Sarko nous rappelle donc que pas un budget n’a été voté à l’équilibre depuis 1974 –ouhhh les vilains Giscard, Mitterrand et Chirac !- en omettant toutefois de rappeler que lui n’a pas fait mieux, et qu’il a allègrement continuer à creuser le trou. Parce que si on reprend les chiffres, et qu’on compare avec le départ de Villepin –et donc son arrivée-, c’est assez net pour la dette publique, mais carrément flagrant pour le déficit public qui a explosé…

Puis la leçon reprend par un petit cours de écono-maths : « Si vous vous endettez vous devez emprunter. Savez-vous que la France rembourse chaque année 49 milliards d’euros d’intérêt de la dette ? ». Ah ben oui, c’est comme quand Madame Michu fait un crédit. La banque lui demande de rembourser. Ah non pardon ça n’est pas pareil. Madame Michu ne rembourse pas que les intérêts, elle. Madame Michu, elle rembourse les intérêts ET la dette, la banque la fiche en interdit bancaire. Rappelons au passage que l’an prochain, les intérêts de la dette constitueront le premier poste budgétaire de l’Etat. Et ce, avant qu’on rembourse un seul centime de la dette.

Mais rien n’arrête notre Speedy Gonzalès national, qui trouve là le moyen de caser que nous avons pour nous notre mirifique AAA –jusqu’à quand ?- et que pour les agences de notation, « la France est considérée comme bien gérée ». Ce qui en dit long sur leur inaptitude, non ? A moins que ce ne soit con-sidérée, en deux mots ? Et Sarko se félicite que l’on soit de bons élèves, et souhaite que l’on suive l’exemple allemand « pour rapprocher la France d’un système qui marche ». Avant d’expliquer que les salaires et/ou pensions ont baissé ailleurs (Espagne, Irlande), parce que leur modèle n’était pas bon. Comprendre, ils n’avaient pas fait les réformes nécessaires, comme celles des retraites par exemple, ou encore le remplacement d’un fonctionnaire sur deux.

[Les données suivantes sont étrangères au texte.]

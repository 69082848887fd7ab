//! Media references and avatar files
//!
//! The API stores only file names for avatars and exercise media. Full URLs are
//! built here by joining the API base URL with a fixed path segment, so callers
//! always pass the bare reference.

use std::fs;
use std::path::{Path, PathBuf};

use thiserror::Error;

use crate::constants::{PHOTO_BYTE_SIZE, PHOTO_MB_SIZE};

fn media_url(base_url: &str, segment: &str, reference: &str) -> String {
    format!("{}/{}/{}", base_url.trim_end_matches('/'), segment, reference)
}

pub fn avatar_url(base_url: &str, avatar: &str) -> String {
    media_url(base_url, "avatar", avatar)
}

pub fn exercise_demo_url(base_url: &str, demo: &str) -> String {
    media_url(base_url, "exercise/demo", demo)
}

pub fn exercise_thumb_url(base_url: &str, thumb: &str) -> String {
    media_url(base_url, "exercise/thumb", thumb)
}

/// Reasons an avatar is refused before upload
#[derive(Debug, Clone, PartialEq, Eq, Error)]
pub enum AvatarError {
    #[error("The image is too large, pick one up to {limit_mb}MB.")]
    TooLarge { size: u64, limit_mb: u64 },
    #[error("File not found: {0}")]
    NotFound(String),
    #[error("Not a regular file: {0}")]
    NotAFile(String),
    #[error("Pick an image file with an extension (.png, .jpg, ...)")]
    MissingExtension,
}

/// A local image that passed the pre-upload checks
#[derive(Debug, Clone, PartialEq, Eq)]
pub struct AvatarFile {
    pub path: PathBuf,
    /// Multipart file name, derived from the user's name
    pub file_name: String,
    pub mime: String,
    pub size: u64,
}

impl AvatarFile {
    /// Check size and extension of the file at `path` and derive its upload name.
    pub fn inspect(path: &Path, user_name: &str) -> Result<Self, AvatarError> {
        let display = path.display().to_string();
        let meta = fs::metadata(path).map_err(|_| AvatarError::NotFound(display.clone()))?;
        if !meta.is_file() {
            return Err(AvatarError::NotAFile(display));
        }

        let size = meta.len();
        if size > PHOTO_BYTE_SIZE {
            return Err(AvatarError::TooLarge {
                size,
                limit_mb: PHOTO_MB_SIZE,
            });
        }

        let ext = path
            .extension()
            .and_then(|e| e.to_str())
            .filter(|e| !e.is_empty())
            .ok_or(AvatarError::MissingExtension)?;

        let file_name = format!("{}.{}", user_name, ext)
            .to_lowercase()
            .trim()
            .replace(' ', "_");

        Ok(AvatarFile {
            path: path.to_path_buf(),
            file_name,
            mime: format!("image/{}", ext),
            size,
        })
    }
}

/// Expand `~` or a leading `~/` to the home directory. `~user` is left alone.
pub fn expand_home(input: &str) -> PathBuf {
    let rest = if input == "~" {
        None
    } else if let Some(rest) = input.strip_prefix("~/") {
        Some(rest)
    } else {
        return PathBuf::from(input);
    };
    match (dirs::home_dir(), rest) {
        (Some(home), None) => home,
        (Some(home), Some(rest)) => home.join(rest),
        (None, _) => PathBuf::from(input),
    }
}
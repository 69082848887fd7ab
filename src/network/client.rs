//! HTTP client wrapper - one method per API endpoint
//!
//! Every call fails with [`ApiError::App`] when the server sent a `{ "message" }`
//! body and with [`ApiError::Unknown`] otherwise. Nothing is retried.

use std::time::Duration;

use reqwest::multipart::{Form, Part};
use reqwest::{RequestBuilder, Response, Url};
use serde::de::DeserializeOwned;

use crate::config::Config;
use crate::error::ApiError;
use crate::media::AvatarFile;
use crate::models::{
    AuthSession, CreateUserRequest, Exercise, HistoryDay, HttpMethod, RegisterHistoryRequest,
    SignInRequest, UpdateProfileRequest, User,
};

/// Configured API client: fixed base URL, timeout, optional bearer token
#[derive(Clone, Debug)]
pub struct ApiClient {
    http: reqwest::Client,
    base_url: String,
    token: Option<String>,
}

impl ApiClient {
    pub fn new(config: &Config) -> Self {
        Self::with_base_url(&config.api_url, config.timeout())
    }

    pub fn with_base_url(base_url: &str, timeout: Duration) -> Self {
        let http = reqwest::Client::builder()
            .timeout(timeout)
            .user_agent(concat!("gymtrack/", env!("CARGO_PKG_VERSION")))
            .build()
            .unwrap_or_else(|_| reqwest::Client::new());

        ApiClient {
            http,
            base_url: base_url.trim_end_matches('/').to_string(),
            token: None,
        }
    }

    pub fn base_url(&self) -> &str {
        &self.base_url
    }

    pub fn set_token(&mut self, token: Option<String>) {
        self.token = token;
    }

    pub fn has_token(&self) -> bool {
        self.token.is_some()
    }

    /// Base URL joined with percent-encoded path segments
    pub fn url(&self, segments: &[&str]) -> Result<Url, ApiError> {
        let mut url = Url::parse(&self.base_url)
            .map_err(|e| ApiError::Unknown(format!("Invalid API URL: {}", e)))?;
        url.path_segments_mut()
            .map_err(|_| ApiError::Unknown(format!("Invalid API URL: {}", self.base_url)))?
            .pop_if_empty()
            .extend(segments);
        Ok(url)
    }

    /// Start a request to `segments` with the session token attached
    pub fn request(&self, method: HttpMethod, segments: &[&str]) -> Result<RequestBuilder, ApiError> {
        let url = self.url(segments)?;
        tracing::debug!(method = method.as_str(), %url, "Building request");
        let builder = match method {
            HttpMethod::GET => self.http.get(url),
            HttpMethod::POST => self.http.post(url),
            HttpMethod::PUT => self.http.put(url),
            HttpMethod::PATCH => self.http.patch(url),
        };
        Ok(match &self.token {
            Some(token) => builder.bearer_auth(token),
            None => builder,
        })
    }

    /// Send and turn non-2xx answers into [`ApiError`]
    pub async fn execute(builder: RequestBuilder) -> Result<Response, ApiError> {
        let resp = builder.send().await?;
        let status = resp.status();
        if status.is_success() {
            return Ok(resp);
        }
        let body = resp.text().await.unwrap_or_default();
        Err(ApiError::from_response_body(status.as_u16(), &body))
    }

    async fn json<T: DeserializeOwned>(builder: RequestBuilder) -> Result<T, ApiError> {
        let resp = Self::execute(builder).await?;
        Ok(resp.json::<T>().await?)
    }

    // ========================
    // Auth
    // ========================

    pub async fn sign_in(&self, request: &SignInRequest) -> Result<AuthSession, ApiError> {
        Self::json(self.request(HttpMethod::POST, &["sessions"])?.json(request)).await
    }

    pub async fn create_user(&self, request: &CreateUserRequest) -> Result<(), ApiError> {
        Self::execute(self.request(HttpMethod::POST, &["users"])?.json(request)).await?;
        Ok(())
    }

    // ========================
    // Exercises
    // ========================

    pub async fn groups(&self) -> Result<Vec<String>, ApiError> {
        Self::json(self.request(HttpMethod::GET, &["groups"])?).await
    }

    pub async fn exercises_by_group(&self, group: &str) -> Result<Vec<Exercise>, ApiError> {
        Self::json(self.request(HttpMethod::GET, &["exercises", "bygroup", group])?).await
    }

    pub async fn exercise(&self, exercise_id: &str) -> Result<Exercise, ApiError> {
        Self::json(self.request(HttpMethod::GET, &["exercises", exercise_id])?).await
    }

    // ========================
    // History
    // ========================

    pub async fn register_history(&self, exercise_id: &str) -> Result<(), ApiError> {
        let body = RegisterHistoryRequest {
            exercise_id: exercise_id.to_string(),
        };
        Self::execute(self.request(HttpMethod::POST, &["history"])?.json(&body)).await?;
        Ok(())
    }

    pub async fn history(&self) -> Result<Vec<HistoryDay>, ApiError> {
        Self::json(self.request(HttpMethod::GET, &["history"])?).await
    }

    // ========================
    // Profile
    // ========================

    pub async fn update_profile(&self, request: &UpdateProfileRequest) -> Result<(), ApiError> {
        Self::execute(self.request(HttpMethod::PUT, &["users"])?.json(request)).await?;
        Ok(())
    }

    /// `PATCH /users/avatar` as multipart field `avatar`
    pub async fn upload_avatar(&self, avatar: &AvatarFile) -> Result<User, ApiError> {
        let bytes = tokio::fs::read(&avatar.path).await.map_err(|e| {
            ApiError::Unknown(format!("Could not read {}: {}", avatar.path.display(), e))
        })?;
        let part = Part::bytes(bytes)
            .file_name(avatar.file_name.clone())
            .mime_str(&avatar.mime)?;
        let form = Form::new().part("avatar", part);

        Self::json(self.request(HttpMethod::PATCH, &["users", "avatar"])?.multipart(form)).await
    }
}

#[cfg(test)]
mod tests {
    use super::*;

    #[test]
    fn test_url_encodes_group_segment() {
        let client = ApiClient::with_base_url("http://localhost:3333/", Duration::from_secs(5));
        assert_eq!(client.base_url(), "http://localhost:3333");
        let url = client.url(&["exercises", "bygroup", "antebraço"]).unwrap();
        assert_eq!(
            url.as_str(),
            "http://localhost:3333/exercises/bygroup/antebra%C3%A7o"
        );
    }

    #[test]
    fn test_url_keeps_base_path() {
        let client = ApiClient::with_base_url("https://gym.example.com/api", Duration::from_secs(5));
        let url = client.url(&["groups"]).unwrap();
        assert_eq!(url.as_str(), "https://gym.example.com/api/groups");
    }

    #[test]
    fn test_invalid_base_url() {
        let client = ApiClient::with_base_url("not a url", Duration::from_secs(5));
        assert!(matches!(client.url(&["groups"]), Err(ApiError::Unknown(_))));
    }
}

Mais Superman a la solution a tout : « Si nous voulons nous écarter des agences de notation, il faut réduire notre dette et notre déficit ». Diantre, on se demande bien pourquoi il les a tant creusés alors, si c’est si simple… Et que l’UMP ne nous sorte pas bêtement que « c’est la faute à de la crise » -parlons français-, parce qu’à ce que je sache, nous sommes toujours en crise.  Si on doit le faire maintenant –en pleine crise, je répète, en pleine crise- on aurait pu le faire avant.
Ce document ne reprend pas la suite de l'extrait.